Austin, Texas Petersen Advanced Lithography (PAL) here is tackling mask-imaging problems that must be solved if optical lithography is to be extended to the 65-nanometer node and beyond. Founded by lithography veteran John Petersen, PAL has developed a hardware/software product called ProLE for Programmable Lithography Engine that performs electromagnetic-field correction a design-for-manufacturing (DFM) step that involves large amounts of data.
At the 90-nm node and beyond, the three-dimensional features on masks with extensive optical-proximity correction (OPC) and phase-shifting features often create image distortions. Avoiding those problems requires more-detailed modeling as well as data sets that break the normal computational power of engineering workstations.
PAL's small engineering staff develops libraries of optical-proximity-corrected images, created with ProLE, which it sells to customers, much as Artisan Components Inc. sells EDA libraries to its customers. Then, using ProLE, PAL's staff examines an optical-proximity-corrected image and refines the mask to compensate for electromagnetic-field distortions.

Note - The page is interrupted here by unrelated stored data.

use std::sync::Arc;

use actix_web::cookie::Cookie;
use actix_web::http::header;
use actix_web::{App, test, web};
use sea_orm::{DatabaseBackend, DatabaseConnection, MockDatabase, Value};
use uuid::Uuid;

use quill_core::ports::{PasswordService, SessionTokenService};
use quill_infra::auth::{Argon2PasswordService, JwtSessionService, SessionConfig};
use quill_infra::database::entity::{comment, group, post, user};

use crate::handlers::configure_routes;
use crate::middleware::auth::SESSION_COOKIE;
use crate::state::AppState;

fn session_service() -> Arc<JwtSessionService> {
    Arc::new(JwtSessionService::new(SessionConfig {
        secret: "test-secret-key".to_string(),
        ttl_hours: 1,
        issuer: "test-issuer".to_string(),
    }))
}

fn test_state(db: DatabaseConnection) -> (AppState, Arc<JwtSessionService>) {
    let sessions = session_service();
    let state = AppState::from_parts(
        db,
        sessions.clone(),
        Arc::new(Argon2PasswordService::new()),
        10,
    );
    (state, sessions)
}

fn auth_cookie(sessions: &JwtSessionService, id: Uuid, username: &str) -> Cookie<'static> {
    Cookie::new(SESSION_COOKIE, sessions.issue(id, username).unwrap())
}

fn user_model(id: Uuid, username: &str, password_hash: &str) -> user::Model {
    user::Model {
        id,
        username: username.to_owned(),
        email: format!("{username}@example.com"),
        password_hash: password_hash.to_owned(),
        created_at: chrono::Utc::now().into(),
    }
}

fn post_model(author_id: Uuid, group_id: Option<Uuid>, text: &str) -> post::Model {
    let now = chrono::Utc::now();
    post::Model {
        id: Uuid::new_v4(),
        author_id,
        group_id,
        text: text.to_owned(),
        image_url: None,
        created_at: now.into(),
        updated_at: now.into(),
    }
}

fn count_row(n: i64) -> std::collections::BTreeMap<&'static str, Value> {
    std::collections::BTreeMap::from([("num_items", Value::BigInt(Some(n)))])
}

fn location(resp: &actix_web::dev::ServiceResponse) -> &str {
    resp.headers()
        .get(header::LOCATION)
        .and_then(|v| v.to_str().ok())
        .unwrap_or_default()
}

macro_rules! app {
    ($state:expr) => {
        test::init_service(
            App::new()
                .app_data(web::Data::new($state))
                .configure(configure_routes),
        )
        .await
    };
}

#[actix_web::test]
async fn unauthenticated_create_redirects_to_login_with_next() {
    let db = MockDatabase::new(DatabaseBackend::Postgres).into_connection();
    let (state, _) = test_state(db);
    let app = app!(state);

    let req = test::TestRequest::get().uri("/create/").to_request();
    let resp = test::call_service(&app, req).await;

    assert_eq!(resp.status(), 302);
    assert_eq!(location(&resp), "/auth/login/?next=/create/");
}

#[actix_web::test]
async fn unauthenticated_comment_redirects_to_login() {
    let db = MockDatabase::new(DatabaseBackend::Postgres).into_connection();
    let (state, _) = test_state(db);
    let app = app!(state);

    let post_id = Uuid::new_v4();
    let req = test::TestRequest::post()
        .uri(&format!("/posts/{post_id}/comment"))
        .set_form([("text", "hi")])
        .to_request();
    let resp = test::call_service(&app, req).await;

    assert_eq!(resp.status(), 302);
    assert_eq!(
        location(&resp),
        format!("/auth/login/?next=/posts/{post_id}/comment")
    );
}

#[actix_web::test]
async fn unknown_post_detail_is_404() {
    let db = MockDatabase::new(DatabaseBackend::Postgres)
        .append_query_results(vec![Vec::<post::Model>::new()])
        .into_connection();
    let (state, _) = test_state(db);
    let app = app!(state);

    let req = test::TestRequest::get()
        .uri(&format!("/posts/{}/", Uuid::new_v4()))
        .to_request();
    let resp = test::call_service(&app, req).await;

    assert_eq!(resp.status(), 404);
}

#[actix_web::test]
async fn non_author_edit_redirects_to_detail() {
    let author_id = Uuid::new_v4();
    let model = post_model(author_id, None, "not yours");
    let post_id = model.id;

    let db = MockDatabase::new(DatabaseBackend::Postgres)
        .append_query_results(vec![vec![model]])
        .into_connection();
    let (state, sessions) = test_state(db);
    let app = app!(state);

    let intruder = Uuid::new_v4();
    let req = test::TestRequest::get()
        .uri(&format!("/posts/{post_id}/edit/"))
        .cookie(auth_cookie(&sessions, intruder, "intruder"))
        .to_request();
    let resp = test::call_service(&app, req).await;

    assert_eq!(resp.status(), 302);
    assert_eq!(location(&resp), format!("/posts/{post_id}/"));
}

#[actix_web::test]
async fn author_sees_prefilled_edit_form() {
    let author_id = Uuid::new_v4();
    let model = post_model(author_id, None, "original text");
    let post_id = model.id;

    let db = MockDatabase::new(DatabaseBackend::Postgres)
        .append_query_results(vec![vec![model]])
        .append_query_results(vec![Vec::<group::Model>::new()])
        .into_connection();
    let (state, sessions) = test_state(db);
    let app = app!(state);

    let req = test::TestRequest::get()
        .uri(&format!("/posts/{post_id}/edit/"))
        .cookie(auth_cookie(&sessions, author_id, "leo"))
        .to_request();
    let resp = test::call_service(&app, req).await;

    assert_eq!(resp.status(), 200);
    let body = String::from_utf8(test::read_body(resp).await.to_vec()).unwrap();
    assert!(body.contains("original text"));
}

#[actix_web::test]
async fn create_post_redirects_to_the_author_profile() {
    let author_id = Uuid::new_v4();
    let stored = post_model(author_id, None, "fresh post");

    // The insert is served back as the stored row.
    let db = MockDatabase::new(DatabaseBackend::Postgres)
        .append_query_results(vec![vec![stored]])
        .into_connection();
    let (state, sessions) = test_state(db);
    let app = app!(state);

    let req = test::TestRequest::post()
        .uri("/create/")
        .cookie(auth_cookie(&sessions, author_id, "leo"))
        .set_form([("text", "fresh post"), ("group", ""), ("image_url", "")])
        .to_request();
    let resp = test::call_service(&app, req).await;

    assert_eq!(resp.status(), 302);
    assert_eq!(location(&resp), "/profile/leo/");
}

#[actix_web::test]
async fn author_edit_saves_and_redirects_to_detail() {
    let author_id = Uuid::new_v4();
    let original = post_model(author_id, None, "before");
    let post_id = original.id;
    let mut updated = original.clone();
    updated.text = "after".to_owned();

    let db = MockDatabase::new(DatabaseBackend::Postgres)
        .append_query_results(vec![vec![original]])
        .append_query_results(vec![vec![updated]])
        .into_connection();
    let (state, sessions) = test_state(db);
    let app = app!(state);

    let req = test::TestRequest::post()
        .uri(&format!("/posts/{post_id}/edit/"))
        .cookie(auth_cookie(&sessions, author_id, "leo"))
        .set_form([("text", "after"), ("group", ""), ("image_url", "")])
        .to_request();
    let resp = test::call_service(&app, req).await;

    assert_eq!(resp.status(), 302);
    assert_eq!(location(&resp), format!("/posts/{post_id}/"));
}

#[actix_web::test]
async fn post_detail_shows_text_and_author() {
    let author = user_model(Uuid::new_v4(), "leo", "hash");
    let model = post_model(author.id, None, "hello world");
    let post_id = model.id;

    let db = MockDatabase::new(DatabaseBackend::Postgres)
        .append_query_results(vec![vec![model]])
        .append_query_results(vec![vec![count_row(1)]])
        .append_query_results(vec![Vec::<comment::Model>::new()])
        .append_query_results(vec![vec![author]])
        .into_connection();
    let (state, _) = test_state(db);
    let app = app!(state);

    let req = test::TestRequest::get()
        .uri(&format!("/posts/{post_id}/"))
        .to_request();
    let resp = test::call_service(&app, req).await;

    assert_eq!(resp.status(), 200);
    let body = String::from_utf8(test::read_body(resp).await.to_vec()).unwrap();
    assert!(body.contains("hello world"));
    assert!(body.contains("leo"));
}

#[actix_web::test]
async fn index_lists_a_post_once() {
    let author = user_model(Uuid::new_v4(), "leo", "hash");
    let model = post_model(author.id, None, "a feed entry");

    let db = MockDatabase::new(DatabaseBackend::Postgres)
        .append_query_results(vec![vec![count_row(1)]])
        .append_query_results(vec![vec![model]])
        .append_query_results(vec![vec![author]])
        .into_connection();
    let (state, _) = test_state(db);
    let app = app!(state);

    let req = test::TestRequest::get().uri("/").to_request();
    let resp = test::call_service(&app, req).await;

    assert_eq!(resp.status(), 200);
    let body = String::from_utf8(test::read_body(resp).await.to_vec()).unwrap();
    assert_eq!(body.matches("a feed entry").count(), 1);
}

#[actix_web::test]
async fn group_page_lists_a_tagged_post_once() {
    let author = user_model(Uuid::new_v4(), "leo", "hash");
    let group_model = group::Model {
        id: Uuid::new_v4(),
        title: "Test".to_owned(),
        slug: "t1".to_owned(),
        description: String::new(),
        created_at: chrono::Utc::now().into(),
    };
    let model = post_model(author.id, Some(group_model.id), "hello from t1");

    let db = MockDatabase::new(DatabaseBackend::Postgres)
        .append_query_results(vec![vec![group_model.clone()]])
        .append_query_results(vec![vec![count_row(1)]])
        .append_query_results(vec![vec![model]])
        .append_query_results(vec![vec![author]])
        .append_query_results(vec![vec![group_model]])
        .into_connection();
    let (state, _) = test_state(db);
    let app = app!(state);

    let req = test::TestRequest::get().uri("/group/t1/").to_request();
    let resp = test::call_service(&app, req).await;

    assert_eq!(resp.status(), 200);
    let body = String::from_utf8(test::read_body(resp).await.to_vec()).unwrap();
    assert_eq!(body.matches("hello from t1").count(), 1);
    assert!(body.contains("Test"));
}

#[actix_web::test]
async fn profile_page_lists_the_author_post_once() {
    let author = user_model(Uuid::new_v4(), "leo", "hash");
    let group_model = group::Model {
        id: Uuid::new_v4(),
        title: "Test".to_owned(),
        slug: "t1".to_owned(),
        description: String::new(),
        created_at: chrono::Utc::now().into(),
    };
    let model = post_model(author.id, Some(group_model.id), "hello from t1");

    let db = MockDatabase::new(DatabaseBackend::Postgres)
        .append_query_results(vec![vec![author.clone()]])
        .append_query_results(vec![vec![count_row(1)]])
        .append_query_results(vec![vec![model]])
        .append_query_results(vec![vec![count_row(1)]])
        .append_query_results(vec![vec![author]])
        .append_query_results(vec![vec![group_model]])
        .into_connection();
    let (state, _) = test_state(db);
    let app = app!(state);

    let req = test::TestRequest::get().uri("/profile/leo/").to_request();
    let resp = test::call_service(&app, req).await;

    assert_eq!(resp.status(), 200);
    let body = String::from_utf8(test::read_body(resp).await.to_vec()).unwrap();
    assert_eq!(body.matches("hello from t1").count(), 1);
}

#[actix_web::test]
async fn following_yourself_is_a_noop() {
    let me = user_model(Uuid::new_v4(), "leo", "hash");
    let my_id = me.id;

    // Only the username lookup is served; an attempted insert would trip the
    // mock's empty exec queue.
    let db = MockDatabase::new(DatabaseBackend::Postgres)
        .append_query_results(vec![vec![me]])
        .into_connection();
    let (state, sessions) = test_state(db);
    let app = app!(state);

    let req = test::TestRequest::get()
        .uri("/profile/leo/follow")
        .cookie(auth_cookie(&sessions, my_id, "leo"))
        .to_request();
    let resp = test::call_service(&app, req).await;

    assert_eq!(resp.status(), 302);
    assert_eq!(location(&resp), "/profile/leo/");
}

#[actix_web::test]
async fn login_sets_session_cookie_and_honors_next() {
    let passwords = Argon2PasswordService::new();
    let hash = passwords.hash("password123").unwrap();
    let me = user_model(Uuid::new_v4(), "leo", &hash);

    let db = MockDatabase::new(DatabaseBackend::Postgres)
        .append_query_results(vec![vec![me]])
        .into_connection();
    let (state, _) = test_state(db);
    let app = app!(state);

    let req = test::TestRequest::post()
        .uri("/auth/login/")
        .set_form([
            ("username", "leo"),
            ("password", "password123"),
            ("next", "/create/"),
        ])
        .to_request();
    let resp = test::call_service(&app, req).await;

    assert_eq!(resp.status(), 302);
    assert_eq!(location(&resp), "/create/");
    let set_cookie = resp
        .headers()
        .get(header::SET_COOKIE)
        .and_then(|v| v.to_str().ok())
        .unwrap_or_default();
    assert!(set_cookie.starts_with(SESSION_COOKIE));
}

#[actix_web::test]
async fn login_with_wrong_password_rerenders_the_form() {
    let passwords = Argon2PasswordService::new();
    let hash = passwords.hash("password123").unwrap();
    let me = user_model(Uuid::new_v4(), "leo", &hash);

    let db = MockDatabase::new(DatabaseBackend::Postgres)
        .append_query_results(vec![vec![me]])
        .into_connection();
    let (state, _) = test_state(db);
    let app = app!(state);

    let req = test::TestRequest::post()
        .uri("/auth/login/")
        .set_form([("username", "leo"), ("password", "nope"), ("next", "")])
        .to_request();
    let resp = test::call_service(&app, req).await;

    assert_eq!(resp.status(), 200);
    let body = String::from_utf8(test::read_body(resp).await.to_vec()).unwrap();
    assert!(body.contains("Invalid username or password"));
}

#[actix_web::test]
async fn signup_validation_failure_rerenders_with_messages() {
    let db = MockDatabase::new(DatabaseBackend::Postgres).into_connection();
    let (state, _) = test_state(db);
    let app = app!(state);

    let req = test::TestRequest::post()
        .uri("/auth/signup/")
        .set_form([
            ("username", "new user"),
            ("email", "not-an-email"),
            ("password", "short"),
        ])
        .to_request();
    let resp = test::call_service(&app, req).await;

    assert_eq!(resp.status(), 200);
    let body = String::from_utf8(test::read_body(resp).await.to_vec()).unwrap();
    assert!(body.contains("Password must be at least 8 characters"));
    assert!(body.contains("Invalid email address"));
}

Ken Rygler, an independent consultant who earlier helped establish DuPont Photomasks Inc., said PAL is somewhat unusual in the DFM field. Most startups (by one estimate there are 61of them in the DFM sector) were founded by design-side veterans of the EDA industry. Relatively few DFM startups employ lithographers who understand resists, masks, light sources, optics and the interactions among them, Rygler said.
"The venture capitalists who are funding DFM startups understand design and EDA, but for the most part they don't understand lithography," Rygler said. PAL's staff understands how light energy is transmitted through the lens and the mask to the resist, and the changes in those energy patterns as they interact with those materials.
With 193-nm tools used for the critical layers of 90-nm designs, some of those distortions begin to become significant. At 65 nm, companies will need to understand "how energy interacts as it moves through those material layers, or they will be in for a rough ride," Rygler said.
"The problems in the image design space are so immense that we can only handle very small areas at a time," Petersen said. That computational burden required Petersen Advanced Lithography to develop a supercomputer based on blades from ClearCube Technology Inc., an Austin-based company. The current ProLE system is a 64-CPU symmetric-multiprocessing system, with about 60 Gflops of compute power to solve Maxwell's equations for electromagnetic fields. The simulation software breaks up the problem into elements manageable enough for each processor to handle.
"The challenge is that even a fairly small mask area, for an area describing a 300-nm pitch with 80-nm contacts, can require as much as 60 Gbytes of memory. We are in an era where analyzing these problems requires terabytes of information, moving at speeds we have never imagined. With our 64-CPU system we can tune [a mask design] overnight that could take months on a conventional system," Petersen said.
Petersen's goal is to move beyond PAL's contract work, which involves providing OPC primitives and then, with the mask manufacturer, refining completed mask designs. The company is seeking enough venture capital funding to turn ProLE into a more-automated tool, with a better user interface, one that customers can use in-house rather than shipping the entire problem to PAL, Petersen said. "People think we are a CAD company, but that's the least of it. We make masks right," he said.
Petersen worked for several years developing lithography process modules at Texas Instruments Inc., and then developed advanced resists for the Shipley Co. (now a division of Rohm and Haas) for 13 years. He was sent as a Shipley assignee to International Sematech, and later joined the Sematech staff as a lithography senior fellow. He founded Petersen Advanced Lithography (www.ADVlitho.com) in late 1998, completing ProLE by 2002.
Petersen last year hired Rod Dudzinski as CEO to bring PAL into commercial DFM.